WHAT YOU NEED TO DO.
Your answer should hold each line of the material that contains the word "ForEachContainer".

** SUPPLIED ENTRIES follows **

//! Fan-out of a per-container operation over a batch.
//!
//! The batch is split into contiguous chunks, one per worker. Inside a chunk
//! containers are processed in slice order and the first failure stops that
//! chunk only. Every successful callback may push the container it produced
//! onto the rollback sink; both the error and rollback channels are sized to
//! the batch, so a writer never waits on a reader.
//!
//! Chunks borrow their slice of the batch, so parallel chunks are polled
//! concurrently on the caller's task rather than spawned.

use super::Action;
use crate::container::Container;
use crate::errors::{ProvisionError, Result};
use async_trait::async_trait;
use futures::future::{join_all, BoxFuture};
use futures::FutureExt;
use std::future::Future;
use tokio::sync::mpsc;
use tracing::error;

/// Compensation applied to each container recorded on the rollback sink.
pub type RollbackFn<'r> = dyn Fn(Container) -> BoxFuture<'r, ()> + Send + Sync + 'r;

/// Records containers that must be undone if the batch fails.
#[derive(Debug, Clone)]
pub struct RollbackSink {
    tx: mpsc::Sender<Container>,
}

impl RollbackSink {
    /// Records a container for rollback.
    pub fn push(&self, container: Container) {
        if let Err(err) = self.tx.try_send(container) {
            error!(error = %err, "rollback sink rejected container");
        }
    }

    /// Returns the number of slots the sink was created with.
    #[must_use]
    pub fn capacity(&self) -> usize {
        self.tx.max_capacity()
    }
}

/// Outcome of a fan-out run.
#[derive(Debug, Default)]
pub struct FanOutReport {
    /// Failures by container index, sorted by index.
    pub failures: Vec<(usize, ProvisionError)>,
    /// Containers pushed onto the rollback sink.
    pub to_rollback: Vec<Container>,
}

impl FanOutReport {
    /// Returns true when no callback failed.
    #[must_use]
    pub fn is_success(&self) -> bool {
        self.failures.is_empty()
    }

    /// Returns the failure with the lowest container index.
    #[must_use]
    pub fn into_first_failure(self) -> (Option<ProvisionError>, Vec<Container>) {
        let first = self.failures.into_iter().next().map(|(_, err)| err);
        (first, self.to_rollback)
    }
}

/// Returns the number of workers used for a batch.
///
/// Zero configured workers means one worker per container.
#[must_use]
pub fn worker_count(max_workers: usize, containers: usize) -> usize {
    if max_workers == 0 {
        containers.max(1)
    } else {
        max_workers.min(containers.max(1))
    }
}

/// Runs `callback` over every container and reports all outcomes.
///
/// Each successful callback's returned container replaces the slot it was
/// called with. With `parallel` false, chunks run one after another and
/// the run stops at the first failing chunk.
pub async fn fan_out<F, Fut>(
    containers: &mut [Container],
    max_workers: usize,
    parallel: bool,
    callback: F,
) -> FanOutReport
where
    F: Fn(Container, RollbackSink) -> Fut + Sync,
    Fut: Future<Output = Result<Container>> + Send,
{
    let total = containers.len();
    if total == 0 {
        return FanOutReport::default();
    }
    let step = total.div_ceil(worker_count(max_workers, total));

    let (err_tx, mut err_rx) = mpsc::channel::<(usize, ProvisionError)>(total);
    let (rollback_tx, mut rollback_rx) = mpsc::channel::<Container>(total);

    {
        let callback = &callback;
        let chunks = containers.chunks_mut(step).enumerate().map(|(n, chunk)| {
            run_chunk(
                n * step,
                chunk,
                callback,
                err_tx.clone(),
                RollbackSink {
                    tx: rollback_tx.clone(),
                },
            )
        });

        if parallel {
            join_all(chunks).await;
        } else {
            for chunk in chunks {
                if !chunk.await {
                    break;
                }
            }
        }
    }
    drop(err_tx);
    drop(rollback_tx);

    let mut report = FanOutReport::default();
    while let Ok(failure) = err_rx.try_recv() {
        report.failures.push(failure);
    }
    report.failures.sort_by_key(|(index, _)| *index);
    while let Ok(container) = rollback_rx.try_recv() {
        report.to_rollback.push(container);
    }
    report
}

async fn run_chunk<F, Fut>(
    offset: usize,
    chunk: &mut [Container],
    callback: &F,
    errors: mpsc::Sender<(usize, ProvisionError)>,
    sink: RollbackSink,
) -> bool
where
    F: Fn(Container, RollbackSink) -> Fut + Sync,
    Fut: Future<Output = Result<Container>> + Send,
{
    for (i, slot) in chunk.iter_mut().enumerate() {
        match callback(slot.clone(), sink.clone()).await {
            Ok(updated) => *slot = updated,
            Err(err) => {
                if let Err(send_err) = errors.try_send((offset + i, err)) {
                    error!(error = %send_err, "fan-out error channel rejected failure");
                }
                return false;
            }
        }
    }
    true
}

/// Runs `callback` over every container, compensating on failure.
///
/// If any callback fails, `rollback` runs once for every container on the
/// rollback sink and the failure with the lowest container index is
/// returned.
pub async fn run_in_containers<F, Fut>(
    containers: &mut [Container],
    max_workers: usize,
    parallel: bool,
    callback: F,
    rollback: Option<&RollbackFn<'_>>,
) -> Result<()>
where
    F: Fn(Container, RollbackSink) -> Fut + Sync,
    Fut: Future<Output = Result<Container>> + Send,
{
    let (failure, to_rollback) = fan_out(containers, max_workers, parallel, callback)
        .await
        .into_first_failure();
    let Some(err) = failure else {
        return Ok(());
    };
    if let Some(rollback) = rollback {
        for container in to_rollback {
            rollback(container).await;
        }
    }
    Err(err)
}

/// Lifts a per-container action over a batch of containers.
///
/// Forward runs the inner forward on every container; containers whose
/// forward succeeded are compensated with the inner backward when another
/// one fails. Backward runs the inner backward on every container.
pub struct ForEachContainer<A> {
    name: String,
    inner: Box<dyn Action<A, Container>>,
    max_workers: usize,
    parallel: bool,
}

impl<A> ForEachContainer<A>
where
    A: Send + Sync + 'static,
{
    /// Wraps `inner`, running it in parallel with one worker per container.
    #[must_use]
    pub fn new(inner: impl Action<A, Container> + 'static) -> Self {
        Self {
            name: format!("{}-each", inner.name()),
            inner: Box::new(inner),
            max_workers: 0,
            parallel: true,
        }
    }

    /// Caps the number of workers.
    #[must_use]
    pub fn with_max_workers(mut self, workers: usize) -> Self {
        self.max_workers = workers;
        self
    }

    /// Runs chunks one after another.
    #[must_use]
    pub fn sequential(mut self) -> Self {
        self.parallel = false;
        self
    }
}

#[async_trait]
impl<A> Action<A, Vec<Container>> for ForEachContainer<A>
where
    A: Send + Sync + 'static,
{
    fn name(&self) -> &str {
        &self.name
    }

    async fn forward(&self, args: &A, previous: Vec<Container>) -> Result<Vec<Container>> {
        let inner = self.inner.as_ref();
        let mut containers = previous;
        let undo = move |c: Container| async move { inner.backward(args, &c).await }.boxed();
        run_in_containers(
            &mut containers,
            self.max_workers,
            self.parallel,
            |c, sink| async move {
                let done = inner.forward(args, c).await?;
                sink.push(done.clone());
                Ok::<_, ProvisionError>(done)
            },
            Some(&undo),
        )
        .await?;
        Ok(containers)
    }

    async fn backward(&self, args: &A, result: &Vec<Container>) {
        let inner = self.inner.as_ref();
        let mut containers = result.clone();
        fan_out(&mut containers, self.max_workers, self.parallel, |c, _| async move {
            inner.backward(args, &c).await;
            Ok::<_, ProvisionError>(c)
        })
        .await;
    }

    async fn on_error(&self, args: &A, error: &ProvisionError) {
        self.inner.on_error(args, error).await;
    }
}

** End of SUPPLIED ENTRIES **

SOLUTION BELOW.
pub struct ForEachContainer<A> {
impl<A> ForEachContainer<A>
impl<A> Action<A, Vec<Container>> for ForEachContainer<A>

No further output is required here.